= Task =
Copy exactly the lines of the data below that run from the line holding "The source field" through the line holding "use crate::Result;", both ends included.

--- Dataset extract Enclosed Below ---

//! Cockpit-backed collection.

use std::marker::PhantomData;

use async_trait::async_trait;
use tracing::{debug, instrument, warn};

use storez_core::traits::Collection;
use storez_core::{CollectionData, Item, Result, RetrievalResult};

use crate::client::CockpitClient;

/// A collection served by a Cockpit instance.
///
/// Every fetch issues exactly one request; nothing is cached.
pub struct CockpitCollection<T> {
    name: String,
    client: CockpitClient,
    _item: PhantomData<fn() -> T>,
}

impl<T: Item> CockpitCollection<T> {
    pub(crate) fn new(name: &str, client: CockpitClient) -> Self {
        Self {
            name: name.to_string(),
            client,
            _item: PhantomData,
        }
    }

    /// Returns the client shared with the owning store.
    pub fn client(&self) -> &CockpitClient {
        &self.client
    }

    async fn load(&self) -> Result<CollectionData<T>> {
        let response = self.client.get_collection(&self.name).await?;
        response.into_collection_data()
    }
}

#[async_trait]
impl<T: Item> Collection<T> for CockpitCollection<T> {
    fn name(&self) -> &str {
        &self.name
    }

    #[instrument(skip(self), fields(collection = %self.name))]
    async fn fetch(&self) -> RetrievalResult<T> {
        match self.load().await {
            Ok(data) => {
                debug!(entries = data.entries.len(), "Fetched collection");
                RetrievalResult::success(&self.name, data)
            }
            Err(e) => {
                warn!(error = %e, "Fetch failed");
                RetrievalResult::failure(&self.name, e.to_string())
            }
        }
    }
}

impl<T> std::fmt::Debug for CockpitCollection<T> {
    fn fmt(&self, f: &mut std::fmt::Formatter<'_>) -> std::fmt::Result {
        f.debug_struct("CockpitCollection")
            .field("name", &self.name)
            .field("client", &self.client)
            .finish()
    }
}
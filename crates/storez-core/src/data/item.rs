//! Item trait and the dynamic entry type.

use serde::Serialize;
use serde::de::DeserializeOwned;
use serde_json::{Map, Value};

/// A schema-less entry: a JSON object.
pub type Entry = Map<String, Value>;

/// Name of the normalized identifier field.
pub const ID_FIELD: &str = "id";

/// Any type that can live in a collection.
///
/// Entries cross backend boundaries as JSON, so an item only needs to be
/// serde-compatible. Blanket-implemented.
pub trait Item: Serialize + DeserializeOwned + Clone + Send + Sync + 'static {}

impl<T> Item for T where T: Serialize + DeserializeOwned + Clone + Send + Sync + 'static {}

/// Returns the `id` of a JSON entry, if it is an object carrying a string id.
pub fn entry_id(entry: &Value) -> Option<&str> {
    entry.get(ID_FIELD).and_then(Value::as_str)
}

/// Copies `source_key` into the `id` field of every object entry that has it.
///
/// The source field is kept. Entries without it, and non-object entries,
/// are left unchanged.
pub fn normalize_ids(entries: &mut [Value], source_key: &str) {
    for entry in entries.iter_mut() {
        if let Value::Object(map) = entry
            && let Some(id) = map.get(source_key).cloned()
        {
            map.insert(ID_FIELD.to_string(), id);
        }
    }
}
//! Collection trait.

use async_trait::async_trait;
use tracing::warn;

use crate::data::{Item, RetrievalResult};
use crate::error::{Error, InvalidInputError};
use crate::query::Expression;
use crate::Result;

/// A named, typed view over the entries of one collection in a store.
#[async_trait]
pub trait Collection<T: Item>: Send + Sync {
    /// Returns the collection name.
    fn name(&self) -> &str;

    /// Fetch the whole collection with its field metadata.
    ///
    /// Never fails at the type level: backend failures come back as a
    /// result with `status == false` and the error text as `message`.
    async fn fetch(&self) -> RetrievalResult<T>;

    /// Fetch entries, keeping only those that match `query`.
    ///
    /// An absent or empty query returns every entry. Surviving entries keep
    /// their relative order.
    ///
    /// # Errors
    ///
    /// Returns [`Error::Fetch`] if the underlying fetch failed.
    async fn fetch_entries(&self, query: Option<&Expression>) -> Result<Vec<T>> {
        let data = self.fetch().await.into_result()?;
        filter_entries(data.entries, query)
    }

    /// Like [`fetch_entries`](Self::fetch_entries), but a failed fetch
    /// yields an empty vector.
    ///
    /// Callers cannot tell "no entries" from "fetch failed" through this
    /// method; the failure is only logged.
    async fn fetch_entries_or_empty(&self, query: Option<&Expression>) -> Vec<T> {
        match self.fetch_entries(query).await {
            Ok(entries) => entries,
            Err(e) => {
                warn!(collection = self.name(), error = %e, "Fetch failed, returning no entries");
                Vec::new()
            }
        }
    }
}

/// Keep the entries that match `query`, in order.
///
/// Entries are matched on their JSON representation.
pub fn filter_entries<T: Item>(entries: Vec<T>, query: Option<&Expression>) -> Result<Vec<T>> {
    let Some(query) = query.filter(|q| !q.is_empty()) else {
        return Ok(entries);
    };

    let mut kept = Vec::with_capacity(entries.len());
    for (index, entry) in entries.into_iter().enumerate() {
        let value = serde_json::to_value(&entry).map_err(|e| {
            Error::InvalidInput(InvalidInputError::Entry {
                key: index.to_string(),
                reason: e.to_string(),
            })
        })?;

        if query.matches(&value) {
            kept.push(entry);
        }
    }

    Ok(kept)
}
//! Cockpit HTTP client.

use tracing::{debug, instrument, trace};
use url::Url;

use storez_core::error::{DecodeError, Error, InvalidInputError, ProtocolError, TransportError};
use storez_core::{ApiBaseUrl, Result};

use crate::wire::{CollectionResponse, ErrorResponse};

/// Maps a reqwest failure onto the storez transport error.
///
/// The request URL carries the token, so it is stripped from the message.
fn map_reqwest(err: reqwest::Error) -> Error {
    let err = err.without_url();
    let transport = if err.is_timeout() {
        TransportError::Timeout
    } else if err.is_connect() {
        TransportError::Connection {
            message: err.to_string(),
        }
    } else {
        TransportError::Http {
            message: err.to_string(),
        }
    };
    Error::Transport(transport)
}

/// HTTP client for one Cockpit instance.
///
/// Cheap to clone; clones share the connection pool.
#[derive(Clone)]
pub struct CockpitClient {
    client: reqwest::Client,
    base: ApiBaseUrl,
    token: String,
}

impl CockpitClient {
    /// Create a client for the Cockpit instance at `base`.
    pub fn new(base: ApiBaseUrl, token: impl Into<String>) -> Result<Self> {
        let client = reqwest::Client::builder()
            .user_agent(concat!("storez/", env!("CARGO_PKG_VERSION")))
            .build()
            .map_err(map_reqwest)?;

        Ok(Self {
            client,
            base,
            token: token.into(),
        })
    }

    /// Returns the base URL this client talks to.
    pub fn base(&self) -> &ApiBaseUrl {
        &self.base
    }

    /// Returns the URL of the `collections/get` endpoint for `name`, without
    /// the token.
    pub fn collection_url(&self, name: &str) -> Result<Url> {
        let mut url = self.base.as_url().clone();
        url.path_segments_mut()
            .map_err(|_| {
                Error::InvalidInput(InvalidInputError::BaseUrl {
                    value: self.base.to_string(),
                    reason: "cannot be a base".to_string(),
                })
            })?
            .pop_if_empty()
            .extend(["api", "collections", "get", name]);
        Ok(url)
    }

    /// Fetch the raw collection payload. One request, no retry.
    #[instrument(skip(self), fields(base = %self.base))]
    pub(crate) async fn get_collection(&self, name: &str) -> Result<CollectionResponse> {
        let url = self.collection_url(name)?;
        debug!(%url, "Cockpit collection request");

        let response = self
            .client
            .get(url)
            .query(&[("token", self.token.as_str())])
            .send()
            .await
            .map_err(map_reqwest)?;

        let status = response.status();
        trace!(status = %status, "Cockpit response");

        let body = response.bytes().await.map_err(map_reqwest)?;

        if !status.is_success() {
            let message = serde_json::from_slice::<ErrorResponse>(&body)
                .ok()
                .and_then(|e| e.error);
            return Err(ProtocolError::new(status.as_u16(), message).into());
        }

        serde_json::from_slice(&body).map_err(|e| {
            Error::from(DecodeError::Body {
                message: e.to_string(),
            })
        })
    }
}

impl std::fmt::Debug for CockpitClient {
    fn fmt(&self, f: &mut std::fmt::Formatter<'_>) -> std::fmt::Result {
        f.debug_struct("CockpitClient")
            .field("base", &self.base)
            .field("token", &"[REDACTED]")
            .finish()
    }
}
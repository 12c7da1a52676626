//! storez-cockpit - Content store backed by the Cockpit CMS REST API.
//!
//! Collections are read with
//! `GET {apiBaseUrl}/api/collections/get/{name}?token={apiToken}`. Each
//! entry's `_id` is copied into `id`; the original field stays in place.

mod client;
mod collection;
mod store;
mod wire;

pub use client::CockpitClient;
pub use collection::CockpitCollection;
pub use store::{ADAPTER, API_BASE_URL, API_TOKEN, API_URL, CockpitOptions, CockpitStore};
pub use wire::PRIMARY_KEY;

--- End of Enclosed Dataset extract ---

= Answer to this exercise =
/// The source field is kept. Entries without it, and non-object entries,
/// are left unchanged.
pub fn normalize_ids(entries: &mut [Value], source_key: &str) {
    for entry in entries.iter_mut() {
        if let Value::Object(map) = entry
            && let Some(id) = map.get(source_key).cloned()
        {
            map.insert(ID_FIELD.to_string(), id);
        }
    }
}
//! Collection trait.

use async_trait::async_trait;
use tracing::warn;

use crate::data::{Item, RetrievalResult};
use crate::error::{Error, InvalidInputError};
use crate::query::Expression;
use crate::Result;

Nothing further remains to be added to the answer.